* [WHAT IS BEING ASKED]:
Which of the lines below include the word "translate"? Pull each one out.

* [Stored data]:
━━━━━━━━━━━━━━━━
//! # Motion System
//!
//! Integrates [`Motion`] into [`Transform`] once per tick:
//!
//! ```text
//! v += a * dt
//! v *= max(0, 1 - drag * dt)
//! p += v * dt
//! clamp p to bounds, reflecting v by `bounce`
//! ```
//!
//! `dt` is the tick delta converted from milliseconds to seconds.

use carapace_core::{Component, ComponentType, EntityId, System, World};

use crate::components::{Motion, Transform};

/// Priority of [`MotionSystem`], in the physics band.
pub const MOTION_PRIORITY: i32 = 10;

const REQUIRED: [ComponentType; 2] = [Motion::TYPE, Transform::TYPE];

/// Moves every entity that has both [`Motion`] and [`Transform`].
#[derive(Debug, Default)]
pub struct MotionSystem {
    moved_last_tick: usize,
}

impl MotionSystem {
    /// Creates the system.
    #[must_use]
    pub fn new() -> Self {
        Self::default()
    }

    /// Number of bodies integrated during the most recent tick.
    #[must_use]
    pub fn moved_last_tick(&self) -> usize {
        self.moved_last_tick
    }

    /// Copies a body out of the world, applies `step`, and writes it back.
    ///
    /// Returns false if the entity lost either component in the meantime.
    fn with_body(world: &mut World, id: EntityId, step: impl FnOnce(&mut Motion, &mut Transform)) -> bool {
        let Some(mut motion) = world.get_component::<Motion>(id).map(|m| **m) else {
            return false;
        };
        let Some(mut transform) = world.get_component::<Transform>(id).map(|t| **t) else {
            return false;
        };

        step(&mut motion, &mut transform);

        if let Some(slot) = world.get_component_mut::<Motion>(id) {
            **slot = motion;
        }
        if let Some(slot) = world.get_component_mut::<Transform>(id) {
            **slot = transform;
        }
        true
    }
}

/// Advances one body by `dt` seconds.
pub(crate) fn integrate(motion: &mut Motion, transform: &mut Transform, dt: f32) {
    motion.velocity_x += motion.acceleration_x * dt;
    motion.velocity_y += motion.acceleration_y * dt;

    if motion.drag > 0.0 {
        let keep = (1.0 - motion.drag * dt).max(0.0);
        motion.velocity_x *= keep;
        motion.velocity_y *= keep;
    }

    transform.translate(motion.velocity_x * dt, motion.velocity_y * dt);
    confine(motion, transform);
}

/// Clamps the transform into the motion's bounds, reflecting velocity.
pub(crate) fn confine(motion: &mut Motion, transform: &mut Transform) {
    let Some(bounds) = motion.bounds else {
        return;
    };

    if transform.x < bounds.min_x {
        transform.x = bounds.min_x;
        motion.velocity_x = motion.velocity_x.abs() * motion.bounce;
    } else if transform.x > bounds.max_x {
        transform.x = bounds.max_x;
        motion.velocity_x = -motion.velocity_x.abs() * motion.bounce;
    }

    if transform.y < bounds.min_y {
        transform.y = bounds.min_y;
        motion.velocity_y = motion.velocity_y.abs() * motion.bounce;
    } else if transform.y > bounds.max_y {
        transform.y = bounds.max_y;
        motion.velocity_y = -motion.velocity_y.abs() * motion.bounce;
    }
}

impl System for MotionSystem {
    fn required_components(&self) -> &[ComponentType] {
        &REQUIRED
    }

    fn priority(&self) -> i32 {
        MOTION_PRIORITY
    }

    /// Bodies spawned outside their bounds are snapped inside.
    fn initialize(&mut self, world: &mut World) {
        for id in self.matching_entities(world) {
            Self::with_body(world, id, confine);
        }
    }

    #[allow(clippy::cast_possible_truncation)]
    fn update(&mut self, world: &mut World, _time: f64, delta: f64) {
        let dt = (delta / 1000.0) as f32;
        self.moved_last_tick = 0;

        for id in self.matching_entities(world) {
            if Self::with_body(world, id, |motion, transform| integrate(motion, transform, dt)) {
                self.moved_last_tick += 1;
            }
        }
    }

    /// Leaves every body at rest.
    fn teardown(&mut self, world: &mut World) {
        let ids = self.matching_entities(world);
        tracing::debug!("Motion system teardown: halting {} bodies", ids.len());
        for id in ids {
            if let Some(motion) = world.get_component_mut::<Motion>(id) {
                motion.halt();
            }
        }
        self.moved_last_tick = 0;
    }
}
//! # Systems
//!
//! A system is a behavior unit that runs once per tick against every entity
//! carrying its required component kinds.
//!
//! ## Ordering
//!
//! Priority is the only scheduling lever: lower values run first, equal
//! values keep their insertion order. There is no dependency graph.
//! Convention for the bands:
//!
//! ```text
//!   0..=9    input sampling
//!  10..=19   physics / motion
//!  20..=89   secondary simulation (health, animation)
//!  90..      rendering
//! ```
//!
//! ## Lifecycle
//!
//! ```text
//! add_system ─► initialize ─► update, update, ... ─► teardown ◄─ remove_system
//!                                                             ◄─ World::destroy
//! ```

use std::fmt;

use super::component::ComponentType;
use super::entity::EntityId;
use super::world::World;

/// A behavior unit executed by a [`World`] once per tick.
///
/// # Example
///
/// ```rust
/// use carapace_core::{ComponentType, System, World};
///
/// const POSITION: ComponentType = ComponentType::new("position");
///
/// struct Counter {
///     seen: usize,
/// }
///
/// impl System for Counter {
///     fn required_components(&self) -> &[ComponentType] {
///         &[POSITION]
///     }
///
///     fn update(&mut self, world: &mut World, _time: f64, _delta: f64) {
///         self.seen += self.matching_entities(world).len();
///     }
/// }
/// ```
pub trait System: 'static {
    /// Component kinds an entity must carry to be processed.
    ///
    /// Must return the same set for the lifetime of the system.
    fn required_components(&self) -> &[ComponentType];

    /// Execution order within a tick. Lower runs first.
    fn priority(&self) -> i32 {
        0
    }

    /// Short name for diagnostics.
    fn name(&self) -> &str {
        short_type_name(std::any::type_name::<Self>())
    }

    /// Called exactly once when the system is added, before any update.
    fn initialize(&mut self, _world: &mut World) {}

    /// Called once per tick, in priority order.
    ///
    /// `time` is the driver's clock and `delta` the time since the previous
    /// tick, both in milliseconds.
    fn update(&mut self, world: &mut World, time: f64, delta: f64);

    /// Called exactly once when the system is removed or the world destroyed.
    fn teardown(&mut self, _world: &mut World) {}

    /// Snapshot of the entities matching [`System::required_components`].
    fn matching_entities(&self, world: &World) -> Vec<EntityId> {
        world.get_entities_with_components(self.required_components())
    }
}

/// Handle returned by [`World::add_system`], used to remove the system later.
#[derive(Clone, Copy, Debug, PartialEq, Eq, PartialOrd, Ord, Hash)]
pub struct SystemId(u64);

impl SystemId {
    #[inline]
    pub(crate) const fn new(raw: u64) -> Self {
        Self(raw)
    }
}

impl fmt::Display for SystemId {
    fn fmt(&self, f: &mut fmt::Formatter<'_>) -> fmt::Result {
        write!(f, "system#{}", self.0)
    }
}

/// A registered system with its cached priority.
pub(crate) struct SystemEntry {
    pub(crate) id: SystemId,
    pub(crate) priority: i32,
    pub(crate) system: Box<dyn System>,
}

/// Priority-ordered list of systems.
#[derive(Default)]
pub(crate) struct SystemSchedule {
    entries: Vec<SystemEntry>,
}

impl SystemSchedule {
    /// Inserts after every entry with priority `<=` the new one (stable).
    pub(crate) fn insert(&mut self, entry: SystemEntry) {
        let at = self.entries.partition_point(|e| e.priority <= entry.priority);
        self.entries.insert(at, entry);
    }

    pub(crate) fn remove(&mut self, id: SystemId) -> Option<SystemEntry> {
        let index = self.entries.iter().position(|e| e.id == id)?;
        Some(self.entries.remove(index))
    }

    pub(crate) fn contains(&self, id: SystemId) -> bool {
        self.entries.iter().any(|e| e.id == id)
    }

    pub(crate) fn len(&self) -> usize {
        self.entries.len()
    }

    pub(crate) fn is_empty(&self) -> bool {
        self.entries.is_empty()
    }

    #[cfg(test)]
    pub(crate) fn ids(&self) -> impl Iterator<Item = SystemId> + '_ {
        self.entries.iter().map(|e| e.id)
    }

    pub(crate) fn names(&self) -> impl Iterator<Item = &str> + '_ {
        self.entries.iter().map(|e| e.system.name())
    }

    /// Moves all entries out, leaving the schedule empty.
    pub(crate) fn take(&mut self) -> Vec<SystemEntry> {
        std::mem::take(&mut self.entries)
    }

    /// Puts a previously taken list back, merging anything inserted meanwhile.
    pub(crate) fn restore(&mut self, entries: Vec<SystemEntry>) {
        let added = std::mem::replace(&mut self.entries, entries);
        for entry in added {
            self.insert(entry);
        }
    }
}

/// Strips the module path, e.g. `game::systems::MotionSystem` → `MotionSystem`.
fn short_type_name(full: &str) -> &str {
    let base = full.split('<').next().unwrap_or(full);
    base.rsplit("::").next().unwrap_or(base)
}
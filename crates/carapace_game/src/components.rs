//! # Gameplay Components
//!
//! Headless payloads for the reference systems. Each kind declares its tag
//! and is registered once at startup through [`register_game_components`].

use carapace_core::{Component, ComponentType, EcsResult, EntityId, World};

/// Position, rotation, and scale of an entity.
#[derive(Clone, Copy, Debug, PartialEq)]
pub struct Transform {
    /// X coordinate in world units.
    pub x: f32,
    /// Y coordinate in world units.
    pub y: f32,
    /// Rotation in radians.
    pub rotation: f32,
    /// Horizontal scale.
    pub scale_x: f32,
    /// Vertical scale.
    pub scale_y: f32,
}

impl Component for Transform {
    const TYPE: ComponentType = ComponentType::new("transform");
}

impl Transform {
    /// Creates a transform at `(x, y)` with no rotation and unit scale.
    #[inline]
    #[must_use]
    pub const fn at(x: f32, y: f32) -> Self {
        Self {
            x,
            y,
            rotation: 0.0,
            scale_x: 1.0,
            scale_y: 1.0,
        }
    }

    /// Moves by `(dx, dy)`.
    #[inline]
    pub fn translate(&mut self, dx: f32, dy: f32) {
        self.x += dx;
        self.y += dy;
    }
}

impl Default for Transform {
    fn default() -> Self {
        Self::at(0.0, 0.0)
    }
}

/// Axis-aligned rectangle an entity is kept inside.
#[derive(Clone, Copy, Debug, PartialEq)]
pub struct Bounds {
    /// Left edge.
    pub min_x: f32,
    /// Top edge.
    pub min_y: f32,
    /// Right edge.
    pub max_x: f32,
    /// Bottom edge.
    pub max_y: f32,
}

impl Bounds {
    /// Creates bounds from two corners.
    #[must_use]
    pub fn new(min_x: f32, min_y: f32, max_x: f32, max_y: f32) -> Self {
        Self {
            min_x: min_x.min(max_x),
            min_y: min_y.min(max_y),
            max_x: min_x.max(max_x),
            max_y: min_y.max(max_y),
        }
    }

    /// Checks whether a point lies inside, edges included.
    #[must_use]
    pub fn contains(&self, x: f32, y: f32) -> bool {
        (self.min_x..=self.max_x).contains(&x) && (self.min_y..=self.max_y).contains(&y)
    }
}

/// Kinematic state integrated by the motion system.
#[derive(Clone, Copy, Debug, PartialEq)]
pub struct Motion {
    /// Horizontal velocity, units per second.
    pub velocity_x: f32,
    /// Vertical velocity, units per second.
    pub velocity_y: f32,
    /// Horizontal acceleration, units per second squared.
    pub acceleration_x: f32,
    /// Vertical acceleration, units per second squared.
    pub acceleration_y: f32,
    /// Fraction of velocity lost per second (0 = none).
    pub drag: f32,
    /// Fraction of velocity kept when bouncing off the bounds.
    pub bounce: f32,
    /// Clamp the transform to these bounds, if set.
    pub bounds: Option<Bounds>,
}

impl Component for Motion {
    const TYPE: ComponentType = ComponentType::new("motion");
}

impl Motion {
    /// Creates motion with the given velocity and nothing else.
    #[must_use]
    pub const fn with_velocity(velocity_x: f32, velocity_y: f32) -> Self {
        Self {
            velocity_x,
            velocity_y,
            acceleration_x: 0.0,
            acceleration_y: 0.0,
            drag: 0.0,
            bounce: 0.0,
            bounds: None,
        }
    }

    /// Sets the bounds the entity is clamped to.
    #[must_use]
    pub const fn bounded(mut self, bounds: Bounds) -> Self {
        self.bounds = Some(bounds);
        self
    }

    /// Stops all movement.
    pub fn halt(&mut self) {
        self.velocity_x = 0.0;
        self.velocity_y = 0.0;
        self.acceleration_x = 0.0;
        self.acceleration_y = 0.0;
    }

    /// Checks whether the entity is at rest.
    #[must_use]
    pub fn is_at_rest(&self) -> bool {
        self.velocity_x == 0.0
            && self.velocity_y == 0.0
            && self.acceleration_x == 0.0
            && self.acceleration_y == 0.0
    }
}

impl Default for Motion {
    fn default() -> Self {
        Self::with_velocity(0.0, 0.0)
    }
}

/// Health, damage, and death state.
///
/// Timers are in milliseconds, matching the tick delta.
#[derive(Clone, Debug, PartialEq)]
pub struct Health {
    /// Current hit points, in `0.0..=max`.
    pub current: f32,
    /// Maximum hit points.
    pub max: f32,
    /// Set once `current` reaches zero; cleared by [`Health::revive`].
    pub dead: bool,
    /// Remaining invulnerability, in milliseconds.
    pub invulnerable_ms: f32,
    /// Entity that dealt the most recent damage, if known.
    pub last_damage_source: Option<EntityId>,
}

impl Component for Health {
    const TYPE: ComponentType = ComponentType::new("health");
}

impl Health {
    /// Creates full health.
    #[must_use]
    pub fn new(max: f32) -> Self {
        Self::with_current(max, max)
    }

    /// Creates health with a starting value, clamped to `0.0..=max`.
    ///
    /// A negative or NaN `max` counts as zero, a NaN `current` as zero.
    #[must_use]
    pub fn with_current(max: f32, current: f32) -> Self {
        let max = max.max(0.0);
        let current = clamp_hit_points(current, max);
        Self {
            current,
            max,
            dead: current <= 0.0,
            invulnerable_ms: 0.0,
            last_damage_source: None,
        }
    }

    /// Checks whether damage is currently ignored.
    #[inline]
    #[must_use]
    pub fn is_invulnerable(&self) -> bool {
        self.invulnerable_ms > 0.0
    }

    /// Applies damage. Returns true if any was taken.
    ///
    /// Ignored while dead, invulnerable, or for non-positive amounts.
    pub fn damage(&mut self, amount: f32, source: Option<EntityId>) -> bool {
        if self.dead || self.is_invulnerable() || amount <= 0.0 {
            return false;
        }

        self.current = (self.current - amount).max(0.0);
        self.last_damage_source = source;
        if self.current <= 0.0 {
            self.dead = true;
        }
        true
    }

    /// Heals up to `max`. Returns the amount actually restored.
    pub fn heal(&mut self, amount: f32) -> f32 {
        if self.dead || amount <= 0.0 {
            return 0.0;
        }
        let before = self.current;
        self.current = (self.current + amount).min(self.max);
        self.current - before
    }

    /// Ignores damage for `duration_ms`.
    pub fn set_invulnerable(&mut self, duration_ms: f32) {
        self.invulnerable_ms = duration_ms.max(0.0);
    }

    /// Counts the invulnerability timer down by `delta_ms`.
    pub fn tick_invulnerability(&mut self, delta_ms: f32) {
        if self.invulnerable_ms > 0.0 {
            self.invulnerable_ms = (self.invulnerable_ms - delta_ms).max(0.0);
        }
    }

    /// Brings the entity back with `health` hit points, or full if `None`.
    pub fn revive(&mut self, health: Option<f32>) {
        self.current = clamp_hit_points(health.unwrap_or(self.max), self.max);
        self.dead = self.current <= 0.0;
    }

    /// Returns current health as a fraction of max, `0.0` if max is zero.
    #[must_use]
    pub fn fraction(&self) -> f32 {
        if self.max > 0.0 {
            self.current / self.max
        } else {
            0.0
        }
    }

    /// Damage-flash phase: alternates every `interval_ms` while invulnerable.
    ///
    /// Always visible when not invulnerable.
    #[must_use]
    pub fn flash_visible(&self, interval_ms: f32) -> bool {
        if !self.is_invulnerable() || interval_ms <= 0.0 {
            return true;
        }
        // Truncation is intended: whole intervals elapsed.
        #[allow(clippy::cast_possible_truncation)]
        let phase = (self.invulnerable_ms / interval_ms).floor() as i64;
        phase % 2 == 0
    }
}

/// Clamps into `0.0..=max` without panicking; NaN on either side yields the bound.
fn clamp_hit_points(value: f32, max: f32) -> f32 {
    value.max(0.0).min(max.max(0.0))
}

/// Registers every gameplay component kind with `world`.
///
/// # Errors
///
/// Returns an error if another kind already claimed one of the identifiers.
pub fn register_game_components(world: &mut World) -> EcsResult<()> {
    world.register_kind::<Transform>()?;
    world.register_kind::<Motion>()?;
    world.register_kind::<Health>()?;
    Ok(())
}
━━━━━━━━━━━━━━━━
* [SOLUTION]:
    transform.translate(motion.velocity_x * dt, motion.velocity_y * dt);
    pub fn translate(&mut self, dx: f32, dy: f32) {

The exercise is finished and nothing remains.